*Exercise description*
Your answer should be a single number: the count of lines in the records below containing the word "HeaderValue".

═══ Provided records

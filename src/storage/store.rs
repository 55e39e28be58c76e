use std::collections::{BTreeMap, HashMap};
use std::sync::{Arc, RwLock};

use super::types::{Account, AccountId, Article, ArticleId, SavedLink, SavedLinkId};

// ============================================================================
// Store
// ============================================================================

/// Handle shared between request handlers
pub type SharedStore = Arc<RwLock<Store>>;

/// In-memory record store for accounts, articles and saved links.
///
/// Each record kind has its own monotonic ID counter starting at 1. IDs are
/// never reused, even after a saved link is deleted. Maps are ordered by ID,
/// so iteration order is insertion order.
///
/// Operations are split across sibling modules by record kind:
/// `accounts`, `articles`, `search` and `saved`.
#[derive(Debug)]
pub struct Store {
    pub(crate) accounts: BTreeMap<AccountId, Account>,
    /// email -> lowest account ID registered under it
    pub(crate) email_index: HashMap<String, AccountId>,
    pub(crate) articles: BTreeMap<ArticleId, Article>,
    pub(crate) saved_links: BTreeMap<SavedLinkId, SavedLink>,
    pub(crate) next_account_id: AccountId,
    pub(crate) next_article_id: ArticleId,
    pub(crate) next_saved_link_id: SavedLinkId,
}

impl Store {
    /// Create an empty store
    pub fn new() -> Self {
        Self {
            accounts: BTreeMap::new(),
            email_index: HashMap::new(),
            articles: BTreeMap::new(),
            saved_links: BTreeMap::new(),
            next_account_id: 1,
            next_article_id: 1,
            next_saved_link_id: 1,
        }
    }

    /// Wrap the store for sharing across request handlers
    pub fn into_shared(self) -> SharedStore {
        Arc::new(RwLock::new(self))
    }

    pub fn account_count(&self) -> usize {
        self.accounts.len()
    }

    pub fn article_count(&self) -> usize {
        self.articles.len()
    }

    pub fn saved_link_count(&self) -> usize {
        self.saved_links.len()
    }
}

impl Default for Store {
    fn default() -> Self {
        Self::new()
    }
}

/// Take the next value of an ID counter, advancing it.
pub(crate) fn next_id(counter: &mut i64) -> i64 {
    let id = *counter;
    *counter += 1;
    id
}

#[cfg(test)]
mod tests {
    use super::*;

    #[test]
    fn test_new_store_is_empty() {
        let store = Store::new();
        assert_eq!(store.account_count(), 0);
        assert_eq!(store.article_count(), 0);
        assert_eq!(store.saved_link_count(), 0);
    }

    #[test]
    fn test_next_id_is_monotonic() {
        let mut counter = 1;
        assert_eq!(next_id(&mut counter), 1);
        assert_eq!(next_id(&mut counter), 2);
        assert_eq!(counter, 3);
    }
}
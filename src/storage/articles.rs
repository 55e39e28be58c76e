use chrono::{DateTime, NaiveDate, NaiveDateTime, Utc};
use std::cmp::Reverse;

use super::store::{next_id, Store};
use super::types::{Article, ArticleDraft, ArticleId};

/// Naive layouts tried after RFC 3339 and RFC 2822, read as UTC.
const NAIVE_DATETIME_FORMATS: [&str; 3] = ["%Y-%m-%dT%H:%M:%S", "%Y-%m-%d %H:%M:%S", "%Y-%m-%d %H:%M"];

/// Sort key for an article's `published_at` text.
///
/// Anything that does not parse as a date sorts as the Unix epoch.
pub fn publication_instant(published_at: &str) -> DateTime<Utc> {
    let text = published_at.trim();

    if let Ok(dt) = DateTime::parse_from_rfc3339(text) {
        return dt.with_timezone(&Utc);
    }
    if let Ok(dt) = DateTime::parse_from_rfc2822(text) {
        return dt.with_timezone(&Utc);
    }
    for format in NAIVE_DATETIME_FORMATS {
        if let Ok(naive) = NaiveDateTime::parse_from_str(text, format) {
            return naive.and_utc();
        }
    }
    if let Some(naive) = NaiveDate::parse_from_str(text, "%Y-%m-%d")
        .ok()
        .and_then(|date| date.and_hms_opt(0, 0, 0))
    {
        return naive.and_utc();
    }

    DateTime::<Utc>::UNIX_EPOCH
}

impl Store {
    // ========================================================================
    // Article Operations
    // ========================================================================

    /// Store a new article. Optional fields stay absent when not provided.
    pub fn create_article(&mut self, draft: ArticleDraft) -> Article {
        let id = next_id(&mut self.next_article_id);
        let article = Article {
            id,
            title: draft.title,
            description: draft.description,
            content: draft.content,
            category: draft.category,
            source: draft.source,
            author: draft.author,
            published_at: draft.published_at,
            url: draft.url,
            image_url: draft.image_url,
        };
        self.articles.insert(id, article.clone());

        tracing::debug!(article_id = id, category = %article.category, "Created article");
        article
    }

    pub fn get_article(&self, id: ArticleId) -> Option<Article> {
        self.articles.get(&id).cloned()
    }

    /// All articles, most recently published first.
    ///
    /// Articles with equal publication instants (including every unparseable
    /// one) keep ascending ID order.
    pub fn list_articles(&self) -> Vec<Article> {
        let mut keyed: Vec<(DateTime<Utc>, &Article)> = self
            .articles
            .values()
            .map(|article| (publication_instant(&article.published_at), article))
            .collect();

        keyed.sort_by_key(|(published, article)| (Reverse(*published), article.id));

        keyed.into_iter().map(|(_, article)| article.clone()).collect()
    }
}

#[cfg(test)]
mod tests {
    use super::*;
    use crate::storage::Category;
    use pretty_assertions::assert_eq;
    use proptest::prelude::*;

    fn draft(title: &str, published_at: &str) -> ArticleDraft {
        ArticleDraft {
            title: title.to_string(),
            description: format!("About {title}"),
            content: None,
            category: Category::Technology,
            source: "Wire".to_string(),
            author: None,
            published_at: published_at.to_string(),
            url: format!("https://example.com/{title}"),
            image_url: None,
        }
    }

    fn titles(articles: &[Article]) -> Vec<&str> {
        articles.iter().map(|a| a.title.as_str()).collect()
    }

    #[test]
    fn test_publication_instant_formats() {
        let expected = NaiveDate::from_ymd_opt(2024, 3, 1)
            .unwrap()
            .and_hms_opt(12, 30, 0)
            .unwrap()
            .and_utc();

        assert_eq!(publication_instant("2024-03-01T12:30:00Z"), expected);
        assert_eq!(publication_instant("2024-03-01T14:30:00+02:00"), expected);
        assert_eq!(publication_instant("Fri, 01 Mar 2024 12:30:00 +0000"), expected);
        assert_eq!(publication_instant("2024-03-01 12:30:00"), expected);
        assert_eq!(publication_instant("2024-03-01 12:30"), expected);
        assert_eq!(
            publication_instant("2024-03-01"),
            NaiveDate::from_ymd_opt(2024, 3, 1)
                .unwrap()
                .and_hms_opt(0, 0, 0)
                .unwrap()
                .and_utc()
        );
    }

    #[test]
    fn test_publication_instant_unparseable_is_epoch() {
        assert_eq!(publication_instant("2 hours ago"), DateTime::<Utc>::UNIX_EPOCH);
        assert_eq!(publication_instant(""), DateTime::<Utc>::UNIX_EPOCH);
        assert_eq!(publication_instant("2024-13-45"), DateTime::<Utc>::UNIX_EPOCH);
    }

    #[test]
    fn test_create_article_assigns_ids() {
        let mut store = Store::new();
        let first = store.create_article(draft("one", "2024-01-01"));
        let second = store.create_article(draft("two", "2024-01-02"));
        assert_eq!(first.id, 1);
        assert_eq!(second.id, 2);
        assert_eq!(store.get_article(2).unwrap().title, "two");
    }

    #[test]
    fn test_list_articles_newest_first() {
        let mut store = Store::new();
        store.create_article(draft("middle", "2024-02-01T00:00:00Z"));
        store.create_article(draft("oldest", "2023-06-15"));
        store.create_article(draft("newest", "2024-05-20 08:00:00"));

        assert_eq!(
            titles(&store.list_articles()),
            vec!["newest", "middle", "oldest"]
        );
    }

    #[test]
    fn test_list_articles_unparseable_sorts_last_in_id_order() {
        let mut store = Store::new();
        store.create_article(draft("relative-a", "2 hours ago"));
        store.create_article(draft("dated", "2024-01-01"));
        store.create_article(draft("relative-b", "1 day ago"));

        assert_eq!(
            titles(&store.list_articles()),
            vec!["dated", "relative-a", "relative-b"]
        );
    }

    #[test]
    fn test_list_articles_pre_epoch_dates_sort_below_unparseable() {
        let mut store = Store::new();
        store.create_article(draft("moon-landing", "1969-07-20"));
        store.create_article(draft("relative", "3 days ago"));
        store.create_article(draft("recent", "2024-01-01"));

        assert!(publication_instant("1969-07-20") < DateTime::<Utc>::UNIX_EPOCH);
        assert_eq!(
            titles(&store.list_articles()),
            vec!["recent", "relative", "moon-landing"]
        );
    }

    #[test]
    fn test_list_articles_empty_store() {
        let store = Store::new();
        assert!(store.list_articles().is_empty());
    }

    proptest! {
        #[test]
        fn prop_list_articles_sorted_and_idempotent(
            stamps in proptest::collection::vec(
                prop_oneof![
                    (2000i32..2030, 1u32..13, 1u32..29)
                        .prop_map(|(y, m, d)| format!("{y:04}-{m:02}-{d:02}")),
                    Just("yesterday".to_string()),
                    Just(String::new()),
                ],
                0..24,
            )
        ) {
            let mut store = Store::new();
            for (i, stamp) in stamps.iter().enumerate() {
                store.create_article(draft(&format!("a{i}"), stamp));
            }

            let listed = store.list_articles();
            prop_assert_eq!(listed.len(), stamps.len());
            for pair in listed.windows(2) {
                let (a, b) = (&pair[0], &pair[1]);
                let (ka, kb) = (publication_instant(&a.published_at), publication_instant(&b.published_at));
                prop_assert!(ka > kb || (ka == kb && a.id < b.id));
            }
            prop_assert_eq!(listed, store.list_articles());
        }
    }
}
use axum::extract::Request;
use axum::http::header::{
    ACCESS_CONTROL_ALLOW_HEADERS, ACCESS_CONTROL_ALLOW_METHODS, ACCESS_CONTROL_ALLOW_ORIGIN,
};
use axum::http::{HeaderMap, HeaderValue, Method, StatusCode};
use axum::middleware::Next;
use axum::response::{IntoResponse, Response};

const ALLOW_METHODS: &str = "GET, POST, PUT, DELETE, OPTIONS";
const ALLOW_HEADERS: &str = "Origin, X-Requested-With, Content-Type, Accept, Authorization";

fn apply_cors_headers(headers: &mut HeaderMap) {
    headers.insert(ACCESS_CONTROL_ALLOW_ORIGIN, HeaderValue::from_static("*"));
    headers.insert(
        ACCESS_CONTROL_ALLOW_METHODS,
        HeaderValue::from_static(ALLOW_METHODS),
    );
    headers.insert(
        ACCESS_CONTROL_ALLOW_HEADERS,
        HeaderValue::from_static(ALLOW_HEADERS),
    );
}

/// Permissive CORS. OPTIONS requests are answered here and never reach a handler.
pub(crate) async fn cors(request: Request, next: Next) -> Response {
    if request.method() == Method::OPTIONS {
        let mut response = StatusCode::OK.into_response();
        apply_cors_headers(response.headers_mut());
        return response;
    }

    let mut response = next.run(request).await;
    apply_cors_headers(response.headers_mut());
    response
}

══════

*Task output*
4